Background information
- Born: Alfred Benjamin McKibbon January 1, 1919
- Died: July 29, 2005 (aged 86)
- Genres: Jazz; bebop; hardbop; Latin jazz;
- Occupation: Musician
- Instrument: Double bass
- Years active: mid-1940s–2004
- Labels: Blue Lady; Departure;

= Al McKibbon =

American jazz double bassist (1919–2005)

Alfred Benjamin McKibbon (January 1, 1919 - July 29, 2005) was an American jazz double bassist, known for his work in bebop, hard bop, and Latin jazz.
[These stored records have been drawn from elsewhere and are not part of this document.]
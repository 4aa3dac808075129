use axum::{
    Json,
    http::StatusCode,
    response::{IntoResponse, Response},
};
use sea_orm::DbErr;
use serde::Serialize;

use crate::services::activity::ActivityError;

/// Structured error response returned by all endpoints on failure.
#[derive(Serialize, utoipa::ToSchema)]
pub struct ErrorBody {
    /// Machine-readable error code. One of: `VALIDATION_ERROR`, `NOT_FOUND`,
    /// `ALREADY_SIGNED_UP`, `ACTIVITY_FULL`, `NOT_SIGNED_UP`, `INTERNAL_ERROR`.
    #[schema(example = "ACTIVITY_FULL")]
    pub code: &'static str,
    /// Human-readable error description.
    #[schema(example = "Activity is full")]
    pub message: String,
}

/// Application-level error type.
#[derive(Debug)]
pub enum AppError {
    Validation(String),
    NotFound(String),
    AlreadySignedUp,
    ActivityFull,
    NotSignedUp,
    Internal(String),
}

impl AppError {
    fn status_and_body(self) -> (StatusCode, ErrorBody) {
        match self {
            AppError::Validation(msg) => (
                StatusCode::BAD_REQUEST,
                ErrorBody {
                    code: "VALIDATION_ERROR",
                    message: msg,
                },
            ),
            AppError::NotFound(msg) => (
                StatusCode::NOT_FOUND,
                ErrorBody {
                    code: "NOT_FOUND",
                    message: msg,
                },
            ),
            AppError::AlreadySignedUp => (
                StatusCode::BAD_REQUEST,
                ErrorBody {
                    code: "ALREADY_SIGNED_UP",
                    message: "Student is already signed up".into(),
                },
            ),
            AppError::ActivityFull => (
                StatusCode::BAD_REQUEST,
                ErrorBody {
                    code: "ACTIVITY_FULL",
                    message: "Activity is full".into(),
                },
            ),
            AppError::NotSignedUp => (
                StatusCode::BAD_REQUEST,
                ErrorBody {
                    code: "NOT_SIGNED_UP",
                    message: "Student is not signed up for this activity".into(),
                },
            ),
            AppError::Internal(detail) => {
                tracing::error!("Internal error: {}", detail);
                (
                    StatusCode::INTERNAL_SERVER_ERROR,
                    ErrorBody {
                        code: "INTERNAL_ERROR",
                        message: "An unexpected error occurred".into(),
                    },
                )
            }
        }
    }
}

impl IntoResponse for AppError {
    fn into_response(self) -> Response {
        let (status, body) = self.status_and_body();
        (status, Json(body)).into_response()
    }
}

impl From<DbErr> for AppError {
    fn from(err: DbErr) -> Self {
        AppError::Internal(err.to_string())
    }
}

impl From<ActivityError> for AppError {
    fn from(err: ActivityError) -> Self {
        match err {
            ActivityError::ActivityNotFound => AppError::NotFound(err.to_string()),
            ActivityError::AlreadySignedUp => AppError::AlreadySignedUp,
            ActivityError::ActivityFull => AppError::ActivityFull,
            ActivityError::NotSignedUp => AppError::NotSignedUp,
            ActivityError::Database(e) => e.into(),
        }
    }
}
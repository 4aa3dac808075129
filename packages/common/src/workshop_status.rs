#[cfg(feature = "sea-orm")]
use sea_orm::prelude::StringLen;

use serde::{Deserialize, Serialize};
use std::fmt;
use std::str::FromStr;

/// Publication state of a workshop. Only published workshops are listed.
///
/// When the `sea-orm` feature is enabled, this enum can be used directly in SeaORM entities.
#[derive(
    Clone, Copy, Debug, Default, PartialEq, Eq, Hash, Serialize, Deserialize, utoipa::ToSchema,
)]
#[cfg_attr(
    feature = "sea-orm",
    derive(sea_orm::DeriveActiveEnum, sea_orm::EnumIter),
    sea_orm(rs_type = "String", db_type = "String(StringLen::None)")
)]
#[serde(rename_all = "lowercase")]
pub enum WorkshopStatus {
    /// Not yet visible to students.
    #[default]
    #[cfg_attr(feature = "sea-orm", sea_orm(string_value = "draft"))]
    Draft,
    /// Listed on the activities page and open for signup.
    #[cfg_attr(feature = "sea-orm", sea_orm(string_value = "published"))]
    Published,
}

impl WorkshopStatus {
    /// All possible status values.
    pub const ALL: &'static [WorkshopStatus] = &[Self::Draft, Self::Published];

    pub fn is_published(&self) -> bool {
        matches!(self, Self::Published)
    }

    /// Returns the string representation (lowercase), as stored in the database.
    pub fn as_str(&self) -> &'static str {
        match self {
            Self::Draft => "draft",
            Self::Published => "published",
        }
    }
}

impl fmt::Display for WorkshopStatus {
    fn fmt(&self, f: &mut fmt::Formatter<'_>) -> fmt::Result {
        f.write_str(self.as_str())
    }
}

/// Error when parsing an invalid status string.
#[derive(Debug, Clone, PartialEq, Eq)]
pub struct ParseWorkshopStatusError {
    invalid: String,
}

impl fmt::Display for ParseWorkshopStatusError {
    fn fmt(&self, f: &mut fmt::Formatter<'_>) -> fmt::Result {
        write!(
            f,
            "Invalid workshop status '{}'. Valid values: {}",
            self.invalid,
            WorkshopStatus::ALL
                .iter()
                .map(|s| s.as_str())
                .collect::<Vec<_>>()
                .join(", ")
        )
    }
}

impl std::error::Error for ParseWorkshopStatusError {}

impl FromStr for WorkshopStatus {
    type Err = ParseWorkshopStatusError;

    fn from_str(s: &str) -> Result<Self, Self::Err> {
        match s {
            "draft" => Ok(Self::Draft),
            "published" => Ok(Self::Published),
            _ => Err(ParseWorkshopStatusError {
                invalid: s.to_string(),
            }),
        }
    }
}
In 1947, after working with Lucky Millinder, Tab Smith, J. C. Heard, and Coleman Hawkins, he replaced Ray Brown in Dizzy Gillespie's band, in which he played until 1950. In the 1950s, he recorded with the Miles Davis nonet, Earl Hines, Count Basie, Johnny Hodges, Thelonious Monk, Mongo Santamaría, George Shearing, Cal Tjader, Herbie Nichols, and Hawkins. McKibbon was credited with interesting Tjader in Latin music while he played in Shearing's group.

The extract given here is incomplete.